But the courts were taking pity on them and letting them off, and this presented a quandary to the British government, and certainly civil servants at the Home Office, because the law was being brought into disrepute.

And therefore, a solution was sought, to find a way in which the patients could be treated, but with a legal prescription pharmaceutical. And I led that program, and developed the plan, which was then accepted by the UK authorities and the UK government.

DEAN BECKER: I understand that you have developed a couple of products under the brand name Sativex.

DR. GEOFFREY GUY: Well, Sativex is one particular product. That is a cannabis based extract, which is made from an extract of two cannabis plants. The plants have been bred specifically to exhibit one or other of the major cannabinoids in abundance. So one plant exhibits very high levels of THC, and the other plant exhibits very high levels of CBD, which is cannabidiol.

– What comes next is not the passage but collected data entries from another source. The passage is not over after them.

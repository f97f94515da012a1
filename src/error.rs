//! Error types for the glucose statistics core

use thiserror::Error;

use crate::units::GlucoseUnit;

#[derive(Error, Debug)]
pub enum DexStatsError {
    #[error("Reading source unavailable after {attempts} attempts: {last_error}")]
    SourceUnavailable { attempts: u32, last_error: String },

    #[error("No readings to compute statistics from")]
    InsufficientData,

    #[error("Statistics undefined: {0}")]
    DegenerateStatistics(&'static str),

    #[error("Invalid thresholds: low {low} must be below high {high} ({unit:?})")]
    InvalidThresholds { unit: GlucoseUnit, low: f64, high: f64 },

    #[error("Invalid glucose reading: {0} mg/dL")]
    InvalidReading(f64),

    #[error("Configuration error: {0}")]
    Config(String),

    #[error("IO error: {0}")]
    Io(#[from] std::io::Error),

    #[error("JSON serialization error: {0}")]
    Json(#[from] serde_json::Error),
}
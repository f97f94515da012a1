//! Plain-text rendering of statistics bundles

use crate::reading::ReadingSeries;
use crate::stats::StatisticsBundle;
use crate::units::{mgdl_to_mmol, GlucoseUnit};

/// Multi-line summary of a bundle in the given unit
pub fn verbose_message(bundle: &StatisticsBundle, unit: GlucoseUnit) -> String {
    let stats = bundle.in_unit(unit);
    let label = unit.label();
    let (low, high) = match unit {
        GlucoseUnit::MgDl => (bundle.low_mgdl, bundle.high_mgdl),
        GlucoseUnit::MmolL => (
            mgdl_to_mmol(bundle.low_mgdl),
            mgdl_to_mmol(bundle.high_mgdl),
        ),
    };

    [
        format!(
            "Current glucose: {} {} ({} {})",
            unit.format_value(stats.current),
            label,
            bundle.current_trend.description(),
            bundle.current_trend.arrow()
        ),
        format!("Time of reading: {}", bundle.current_timestamp.format("%Y-%m-%d %H:%M")),
        format!("Glucose state: {}", bundle.current_state.label()),
        format!("Average glucose: {} {}", unit.format_value(stats.mean), label),
        format!("Estimated A1C: {:.1}%", stats.estimated_a1c),
        format!(
            "Time in range ({}-{} {}): {:.1}%",
            unit.format_value(low),
            unit.format_value(high),
            label,
            stats.time_in_range
        ),
        format!("Median glucose: {} {}", unit.format_value(stats.median), label),
        format!("Standard deviation: {} {}", unit.format_value(stats.std_dev), label),
        format!("Minimum glucose: {} {}", unit.format_value(stats.min), label),
        format!("Maximum glucose: {} {}", unit.format_value(stats.max), label),
        format!("Glucose range: {} {}", unit.format_value(stats.range), label),
        format!("Coef. of variation: {:.1}%", stats.coefficient_of_variation),
        format!("Glycemic variability index: {:.1}%", stats.glycemic_variability_index),
    ]
    .join("\n")
}

/// One-line message suitable for SMS
pub fn concise_message(bundle: &StatisticsBundle, unit: GlucoseUnit) -> String {
    format!(
        "{} and {}",
        unit.format(bundle.in_unit(unit).current),
        bundle.current_trend.description()
    )
}

/// ASCII plot of the most recent `width` readings, `height` rows tall
///
/// Each column holds one `x`; a flat series is drawn on the bottom row.
pub fn bit_board(series: &ReadingSeries, height: usize, width: usize) -> String {
    if height == 0 || width == 0 {
        return String::new();
    }

    let values = series.values_mgdl();
    let recent = &values[values.len().saturating_sub(width)..];
    let min = recent.iter().copied().fold(f64::INFINITY, f64::min);
    let max = recent.iter().copied().fold(f64::NEG_INFINITY, f64::max);
    let span = if max > min { max - min } else { 1.0 };

    let mut board = vec![vec![' '; width]; height];
    for (col, &value) in recent.iter().enumerate() {
        let level = ((value - min) / span * (height - 1) as f64) as usize;
        board[height - 1 - level.min(height - 1)][col] = 'x';
    }

    board
        .into_iter()
        .map(|row| row.into_iter().collect::<String>())
        .collect::<Vec<_>>()
        .join("\n")
}
//! CGM glucose statistics
//!
//! A [`ReadingCache`] keeps a rolling window of readings from a
//! [`ReadingSource`], refreshing it with bounded retries. The
//! [`StatisticsEngine`] turns a window plus a [`ThresholdPolicy`] into a
//! [`StatisticsBundle`] in both mg/dL and mmol/L.

pub mod cache;
pub mod clock;
pub mod config;
pub mod error;
pub mod reading;
pub mod report;
pub mod retry;
pub mod source;
pub mod stats;
pub mod units;

pub use cache::{CacheConfig, CacheEntry, ReadingCache};
pub use clock::{Clock, ManualClock, SystemClock};
pub use error::DexStatsError;
pub use reading::{Reading, ReadingSeries, Trend};
pub use retry::RetryPolicy;
pub use source::{JsonFileSource, ReadingSource, SourceError};
pub use stats::{StatisticsBundle, StatisticsEngine, UnitStats};
pub use units::{GlucoseRange, GlucoseUnit, ThresholdPolicy};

And we make extracts, pharmaceutical grade extracts, from each of these plants, and then we blend them in certain ratios.

DEAN BECKER: Again, that was Doctor Geoffrey Guy, the chairman of GW Pharmaceuticals in the UK. Next up we'll hear from Irvin Rosenfeld, he was with us a couple of weeks back, you may recall. Every 28 days, he gets a tin of 300 pre-rolled marijuana cigarettes, courtesy of the US government.

He's the number one expert I could think of to respond to this situation with GW Pharmaceuticals, and their impending release of this new cannabis medicine. My friend, Mister Irvin Rosenfeld.

IRVIN ROSENFELD: Well, what GW is trying to do, okeh, just so you know, is, once the government schedules Epidiolex, which will probably be Schedule Three, is what I'm guessing, GW's going to try to say that they now have a drug for a CBD product. Okeh?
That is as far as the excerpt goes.